No standalone federal grants management reform bills pending in the 119th Congress. Grant-related provisions are typically included in appropriations and authorization bills across policy areas.

Recent Developments

The Infrastructure Investment and Jobs Act (2021) and Inflation Reduction Act (2022) together created hundreds of billions in new discretionary grant programs — broadband deployment (BEAD program, $42.5B), clean energy and climate infrastructure, water and sewer systems, and electric vehicle charging. This represented the largest single expansion of the federal grant system in decades. The volume of new programs strained both agency grant-making capacity and state/local recipient readiness: state broadband offices created specifically to receive BEAD funding had to be built from scratch; municipal wastewater utilities unaccustomed to federal competitive grants had to develop applications and program management capacity. OMB and awarding agencies issued extensive technical assistance to help new recipients navigate 2 CFR 200 compliance, but the GAO has flagged that rapid disbursement of large grants without adequate recipient capacity increases the risk of misuse, waste, and eventual audit findings.

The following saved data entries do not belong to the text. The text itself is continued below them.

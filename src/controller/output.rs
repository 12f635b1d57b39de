use std::time::Duration;

use crate::controller::{CHAN_LEFT, CHAN_RIGHT, KEY_PLAY, KEY_SYNC, LED_ON};
use crate::io::midi::MidiEvent;
use crate::latch::{Edge, Hysteresis};
use crate::vehicle::SpinUp;

/// Stress above which the warning indicator lights.
pub const STRESS_LED_THRESHOLD: f64 = 2.8;
/// Half period of the spin-up indicator blink.
pub const SPINUP_BLINK: Duration = Duration::from_millis(250);

/*
Status indicators

    right deck sync   stress warning, on while stress >= 2.8
    left deck play    spin-up progress

The spin-up indicator blinks while the engine spins up, goes steady once the
level reaches 1.0 and switches off if the play button is released before
that. Messages are sent only when an indicator actually changes state, so
an idle frame produces nothing.
*/

/// Turns flight state into indicator messages, one frame at a time.
#[derive(Debug, Clone)]
pub struct StatusEncoder {
    stress: Hysteresis,
    spin_up_lit: Option<bool>,
}

impl Default for StatusEncoder {
    fn default() -> Self {
        Self::new()
    }
}

impl StatusEncoder {
    pub fn new() -> Self {
        Self {
            stress: Hysteresis::at(STRESS_LED_THRESHOLD),
            spin_up_lit: None,
        }
    }

    /// Produce this frame's indicator changes.
    ///
    /// Finishing or abandoning a spin-up is recorded on `spin_up`, which ends
    /// the blink sequence until the next one starts.
    pub fn encode(
        &mut self,
        spin_up: &mut SpinUp,
        stress: f64,
        held: bool,
        now: Duration,
    ) -> Vec<MidiEvent> {
        let mut out = Vec::new();

        match self.stress.update(stress) {
            Some(Edge::Rose) => out.push(led(CHAN_RIGHT, KEY_SYNC, true)),
            Some(Edge::Fell) => out.push(led(CHAN_RIGHT, KEY_SYNC, false)),
            None => {}
        }

        if let (Some(started), false) = (spin_up.started(), spin_up.is_done()) {
            let lit = if spin_up.level() >= 1.0 {
                spin_up.finish();
                true
            } else if !held {
                spin_up.abandon();
                false
            } else {
                let elapsed = now.saturating_sub(started);
                (elapsed.as_millis() / SPINUP_BLINK.as_millis()) % 2 == 1
            };

            if self.spin_up_lit != Some(lit) {
                self.spin_up_lit = Some(lit);
                out.push(led(CHAN_LEFT, KEY_PLAY, lit));
            }
        }

        out
    }
}

fn led(channel: u8, key: u8, on: bool) -> MidiEvent {
    if on {
        MidiEvent::NoteOn {
            channel,
            key,
            velocity: LED_ON,
        }
    } else {
        MidiEvent::NoteOff {
            channel,
            key,
            velocity: 0,
        }
    }
}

The 2025 executive grant terminations represent the most significant disruption to the federal grants system since its modern framework was established. Beginning in January 2025, the Trump administration terminated thousands of grants across NIH (particularly climate, diversity, and international health research), USAID (across foreign assistance programs), DOE (clean energy), and multiple other agencies. The legal basis advanced by the executive branch — inherent executive authority to rescind grant awards — was challenged in federal courts, with several judges issuing preliminary injunctions on grounds that the terminations appeared to violate the award terms and conditions, the Administrative Procedure Act, and in some cases statutory spending requirements. The termination wave also prompted Congress to examine whether the Impoundment Control Act of 1974 (which requires the President to seek congressional approval before withholding appropriated funds) applies to executive grant cancellations at scale. As of April 2026, the legal landscape remains unsettled and actively litigated.

OMB revised the Uniform Guidance (2 CFR Part 200) in 2024, in updates effective April 2024, to reduce administrative burden and address equity in grant access. The 2024 revision raised the simplified acquisition threshold for procurement under grants, updated indirect cost rate provisions, strengthened requirements for equity in grant outreach and eligibility criteria, and clarified treatment of certain digital infrastructure and data costs. These revisions reflect a decade of experience since the 2014 consolidation of agency-specific circulars into the Uniform Guidance. The digital modernization of grants management continues through the Grants Management Center of Excellence at GSA, which is developing shared grant management platforms that would reduce the burden of operating separate grants management systems at each federal agency — a long-recognized efficiency opportunity that remains partially unrealized.